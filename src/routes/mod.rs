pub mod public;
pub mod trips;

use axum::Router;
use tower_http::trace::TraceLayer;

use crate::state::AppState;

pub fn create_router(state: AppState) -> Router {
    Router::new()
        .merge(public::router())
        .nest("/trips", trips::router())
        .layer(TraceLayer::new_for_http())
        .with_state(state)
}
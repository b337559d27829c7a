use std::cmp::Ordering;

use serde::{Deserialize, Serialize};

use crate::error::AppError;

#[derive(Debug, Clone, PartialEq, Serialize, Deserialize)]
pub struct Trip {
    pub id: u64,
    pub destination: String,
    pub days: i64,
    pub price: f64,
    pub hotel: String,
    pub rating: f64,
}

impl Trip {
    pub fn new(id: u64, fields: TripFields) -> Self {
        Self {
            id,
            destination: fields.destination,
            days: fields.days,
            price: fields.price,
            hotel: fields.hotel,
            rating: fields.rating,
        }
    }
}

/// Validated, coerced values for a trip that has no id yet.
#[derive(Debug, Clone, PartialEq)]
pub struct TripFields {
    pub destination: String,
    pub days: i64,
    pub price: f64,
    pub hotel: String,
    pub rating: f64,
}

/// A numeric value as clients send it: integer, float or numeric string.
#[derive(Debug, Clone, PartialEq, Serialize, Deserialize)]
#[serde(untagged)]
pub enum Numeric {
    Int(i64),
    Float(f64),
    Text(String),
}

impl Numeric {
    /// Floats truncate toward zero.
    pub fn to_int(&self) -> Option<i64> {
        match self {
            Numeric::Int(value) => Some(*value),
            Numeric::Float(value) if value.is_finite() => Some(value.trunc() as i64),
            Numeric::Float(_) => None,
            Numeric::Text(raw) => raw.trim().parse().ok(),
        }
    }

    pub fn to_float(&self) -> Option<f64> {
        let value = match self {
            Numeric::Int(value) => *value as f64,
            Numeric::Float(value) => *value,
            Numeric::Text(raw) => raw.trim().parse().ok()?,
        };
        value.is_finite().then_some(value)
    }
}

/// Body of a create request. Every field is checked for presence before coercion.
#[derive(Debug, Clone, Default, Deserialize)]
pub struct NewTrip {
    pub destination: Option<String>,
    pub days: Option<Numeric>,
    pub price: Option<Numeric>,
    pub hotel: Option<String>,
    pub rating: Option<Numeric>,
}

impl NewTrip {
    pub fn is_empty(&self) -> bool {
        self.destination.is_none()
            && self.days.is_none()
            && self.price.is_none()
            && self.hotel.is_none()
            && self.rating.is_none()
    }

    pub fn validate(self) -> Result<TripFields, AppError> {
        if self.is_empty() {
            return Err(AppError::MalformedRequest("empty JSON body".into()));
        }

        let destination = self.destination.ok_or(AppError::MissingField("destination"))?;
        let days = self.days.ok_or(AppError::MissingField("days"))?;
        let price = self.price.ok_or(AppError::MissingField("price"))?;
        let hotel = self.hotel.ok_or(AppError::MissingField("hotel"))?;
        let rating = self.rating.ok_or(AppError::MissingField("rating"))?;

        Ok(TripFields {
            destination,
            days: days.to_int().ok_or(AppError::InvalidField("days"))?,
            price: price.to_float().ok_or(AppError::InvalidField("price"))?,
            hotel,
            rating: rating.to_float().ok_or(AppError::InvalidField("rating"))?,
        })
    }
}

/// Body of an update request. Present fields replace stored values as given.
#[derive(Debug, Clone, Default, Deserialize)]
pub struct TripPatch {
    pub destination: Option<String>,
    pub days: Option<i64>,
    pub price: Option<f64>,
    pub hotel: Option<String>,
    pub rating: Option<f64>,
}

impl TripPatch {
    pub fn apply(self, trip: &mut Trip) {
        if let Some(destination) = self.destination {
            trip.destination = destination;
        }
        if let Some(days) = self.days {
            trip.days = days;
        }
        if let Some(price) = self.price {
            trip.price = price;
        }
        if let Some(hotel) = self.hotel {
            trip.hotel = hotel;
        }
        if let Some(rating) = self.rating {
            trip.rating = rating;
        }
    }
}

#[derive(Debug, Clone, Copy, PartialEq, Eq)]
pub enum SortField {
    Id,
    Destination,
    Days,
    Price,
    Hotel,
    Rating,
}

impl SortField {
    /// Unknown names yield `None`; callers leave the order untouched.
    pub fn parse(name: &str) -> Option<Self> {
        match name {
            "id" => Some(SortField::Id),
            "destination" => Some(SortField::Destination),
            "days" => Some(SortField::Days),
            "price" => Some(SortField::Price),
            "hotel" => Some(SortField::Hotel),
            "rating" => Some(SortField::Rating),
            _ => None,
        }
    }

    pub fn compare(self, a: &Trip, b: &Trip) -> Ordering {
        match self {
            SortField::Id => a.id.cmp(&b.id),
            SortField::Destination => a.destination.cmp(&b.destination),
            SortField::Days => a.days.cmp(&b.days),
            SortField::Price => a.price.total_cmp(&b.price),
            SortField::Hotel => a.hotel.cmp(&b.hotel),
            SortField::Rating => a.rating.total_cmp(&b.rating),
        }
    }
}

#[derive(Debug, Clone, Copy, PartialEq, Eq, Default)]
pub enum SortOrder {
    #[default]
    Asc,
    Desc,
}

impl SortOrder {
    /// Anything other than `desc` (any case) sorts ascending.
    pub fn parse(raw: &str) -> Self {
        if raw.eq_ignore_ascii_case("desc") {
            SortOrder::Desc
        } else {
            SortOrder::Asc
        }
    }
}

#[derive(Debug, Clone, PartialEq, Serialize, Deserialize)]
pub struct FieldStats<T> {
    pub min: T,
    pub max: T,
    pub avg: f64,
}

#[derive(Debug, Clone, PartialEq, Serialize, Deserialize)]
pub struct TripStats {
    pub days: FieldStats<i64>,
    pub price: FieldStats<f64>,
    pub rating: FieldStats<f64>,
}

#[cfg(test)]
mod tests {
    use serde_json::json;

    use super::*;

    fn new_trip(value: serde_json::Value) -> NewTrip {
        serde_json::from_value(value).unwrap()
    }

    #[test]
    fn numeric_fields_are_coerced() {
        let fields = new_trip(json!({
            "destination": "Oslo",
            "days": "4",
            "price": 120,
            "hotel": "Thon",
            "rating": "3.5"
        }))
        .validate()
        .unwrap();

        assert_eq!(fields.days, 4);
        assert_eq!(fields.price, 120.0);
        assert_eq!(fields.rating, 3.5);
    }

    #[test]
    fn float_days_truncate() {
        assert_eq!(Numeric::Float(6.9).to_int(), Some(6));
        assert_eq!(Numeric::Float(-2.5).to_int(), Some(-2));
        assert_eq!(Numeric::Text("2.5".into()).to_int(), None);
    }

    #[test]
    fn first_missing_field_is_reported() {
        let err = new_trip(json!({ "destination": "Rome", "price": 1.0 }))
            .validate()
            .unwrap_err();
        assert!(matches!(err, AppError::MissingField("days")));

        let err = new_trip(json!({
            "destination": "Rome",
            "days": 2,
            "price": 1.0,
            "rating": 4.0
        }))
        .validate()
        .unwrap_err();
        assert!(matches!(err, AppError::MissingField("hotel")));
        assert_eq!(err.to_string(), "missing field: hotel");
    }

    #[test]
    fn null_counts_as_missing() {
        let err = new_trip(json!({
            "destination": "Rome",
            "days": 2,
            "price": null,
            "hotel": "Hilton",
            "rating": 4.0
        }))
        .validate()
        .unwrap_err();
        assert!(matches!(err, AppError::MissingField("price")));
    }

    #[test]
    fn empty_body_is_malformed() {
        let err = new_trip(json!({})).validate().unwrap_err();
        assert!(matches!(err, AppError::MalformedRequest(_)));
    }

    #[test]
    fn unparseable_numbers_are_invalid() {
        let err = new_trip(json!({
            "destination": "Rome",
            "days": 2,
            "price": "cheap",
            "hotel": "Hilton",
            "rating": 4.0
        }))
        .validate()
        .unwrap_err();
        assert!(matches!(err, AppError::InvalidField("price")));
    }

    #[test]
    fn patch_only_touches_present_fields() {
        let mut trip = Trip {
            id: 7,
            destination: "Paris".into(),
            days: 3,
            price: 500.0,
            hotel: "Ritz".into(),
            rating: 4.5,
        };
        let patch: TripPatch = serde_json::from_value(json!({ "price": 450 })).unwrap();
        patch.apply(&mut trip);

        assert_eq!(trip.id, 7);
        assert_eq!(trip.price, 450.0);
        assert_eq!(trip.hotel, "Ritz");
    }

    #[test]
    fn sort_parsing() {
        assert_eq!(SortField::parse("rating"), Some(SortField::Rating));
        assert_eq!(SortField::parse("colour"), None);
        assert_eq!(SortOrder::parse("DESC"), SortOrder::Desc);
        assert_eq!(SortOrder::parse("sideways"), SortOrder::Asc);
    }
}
==
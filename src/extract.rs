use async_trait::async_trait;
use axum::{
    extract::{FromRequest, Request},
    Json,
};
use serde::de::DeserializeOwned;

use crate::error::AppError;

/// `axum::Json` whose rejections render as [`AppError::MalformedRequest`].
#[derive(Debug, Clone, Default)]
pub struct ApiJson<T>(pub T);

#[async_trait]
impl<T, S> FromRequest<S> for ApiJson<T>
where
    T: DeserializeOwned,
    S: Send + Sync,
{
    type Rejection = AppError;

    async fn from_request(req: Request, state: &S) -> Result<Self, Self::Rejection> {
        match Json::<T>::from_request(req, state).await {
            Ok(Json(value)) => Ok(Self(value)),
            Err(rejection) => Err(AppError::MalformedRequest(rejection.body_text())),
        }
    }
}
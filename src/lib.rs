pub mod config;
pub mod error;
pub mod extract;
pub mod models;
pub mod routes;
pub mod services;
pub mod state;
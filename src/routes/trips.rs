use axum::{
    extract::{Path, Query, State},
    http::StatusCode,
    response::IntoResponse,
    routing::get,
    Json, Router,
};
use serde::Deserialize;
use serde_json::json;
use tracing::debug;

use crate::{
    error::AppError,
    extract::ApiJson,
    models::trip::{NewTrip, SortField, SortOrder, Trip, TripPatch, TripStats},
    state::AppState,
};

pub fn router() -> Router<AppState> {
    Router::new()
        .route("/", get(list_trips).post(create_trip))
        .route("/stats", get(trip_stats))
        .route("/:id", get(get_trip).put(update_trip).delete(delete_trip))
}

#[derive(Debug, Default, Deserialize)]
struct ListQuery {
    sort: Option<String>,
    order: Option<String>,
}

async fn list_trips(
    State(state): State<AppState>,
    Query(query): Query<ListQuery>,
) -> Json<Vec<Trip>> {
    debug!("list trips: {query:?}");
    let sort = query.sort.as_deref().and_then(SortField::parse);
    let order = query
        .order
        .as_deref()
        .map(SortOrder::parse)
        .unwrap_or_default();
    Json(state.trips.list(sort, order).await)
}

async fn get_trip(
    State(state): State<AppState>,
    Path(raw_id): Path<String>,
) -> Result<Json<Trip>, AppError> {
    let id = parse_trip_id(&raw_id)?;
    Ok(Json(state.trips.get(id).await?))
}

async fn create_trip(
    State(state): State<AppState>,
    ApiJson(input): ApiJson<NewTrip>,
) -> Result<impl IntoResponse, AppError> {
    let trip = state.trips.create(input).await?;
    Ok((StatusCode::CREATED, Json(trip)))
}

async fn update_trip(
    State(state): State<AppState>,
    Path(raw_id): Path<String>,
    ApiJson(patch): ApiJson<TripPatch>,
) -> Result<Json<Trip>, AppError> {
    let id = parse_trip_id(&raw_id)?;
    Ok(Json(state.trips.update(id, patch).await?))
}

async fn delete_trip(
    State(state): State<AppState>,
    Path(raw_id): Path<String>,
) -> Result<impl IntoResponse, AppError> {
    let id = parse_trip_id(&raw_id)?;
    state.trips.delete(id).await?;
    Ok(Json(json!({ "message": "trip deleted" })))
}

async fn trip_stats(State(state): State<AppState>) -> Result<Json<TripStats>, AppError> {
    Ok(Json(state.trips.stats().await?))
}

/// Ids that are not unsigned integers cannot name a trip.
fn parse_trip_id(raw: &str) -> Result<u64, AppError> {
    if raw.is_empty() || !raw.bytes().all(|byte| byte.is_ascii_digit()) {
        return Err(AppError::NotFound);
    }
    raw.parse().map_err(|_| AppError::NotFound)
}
...
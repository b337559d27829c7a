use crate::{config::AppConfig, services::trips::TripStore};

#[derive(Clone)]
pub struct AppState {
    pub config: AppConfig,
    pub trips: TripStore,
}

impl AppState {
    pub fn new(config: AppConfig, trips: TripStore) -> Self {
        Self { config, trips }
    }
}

_REQUIRED ACTION_
Each line of the data that holds "MissingField" should be reported.

_OUTPUT FOR THIS EXERCISE_
        let destination = self.destination.ok_or(AppError::MissingField("destination"))?;
        let days = self.days.ok_or(AppError::MissingField("days"))?;
        let price = self.price.ok_or(AppError::MissingField("price"))?;
        let hotel = self.hotel.ok_or(AppError::MissingField("hotel"))?;
        let rating = self.rating.ok_or(AppError::MissingField("rating"))?;
        assert!(matches!(err, AppError::MissingField("days")));
        assert!(matches!(err, AppError::MissingField("hotel")));
        assert!(matches!(err, AppError::MissingField("price")));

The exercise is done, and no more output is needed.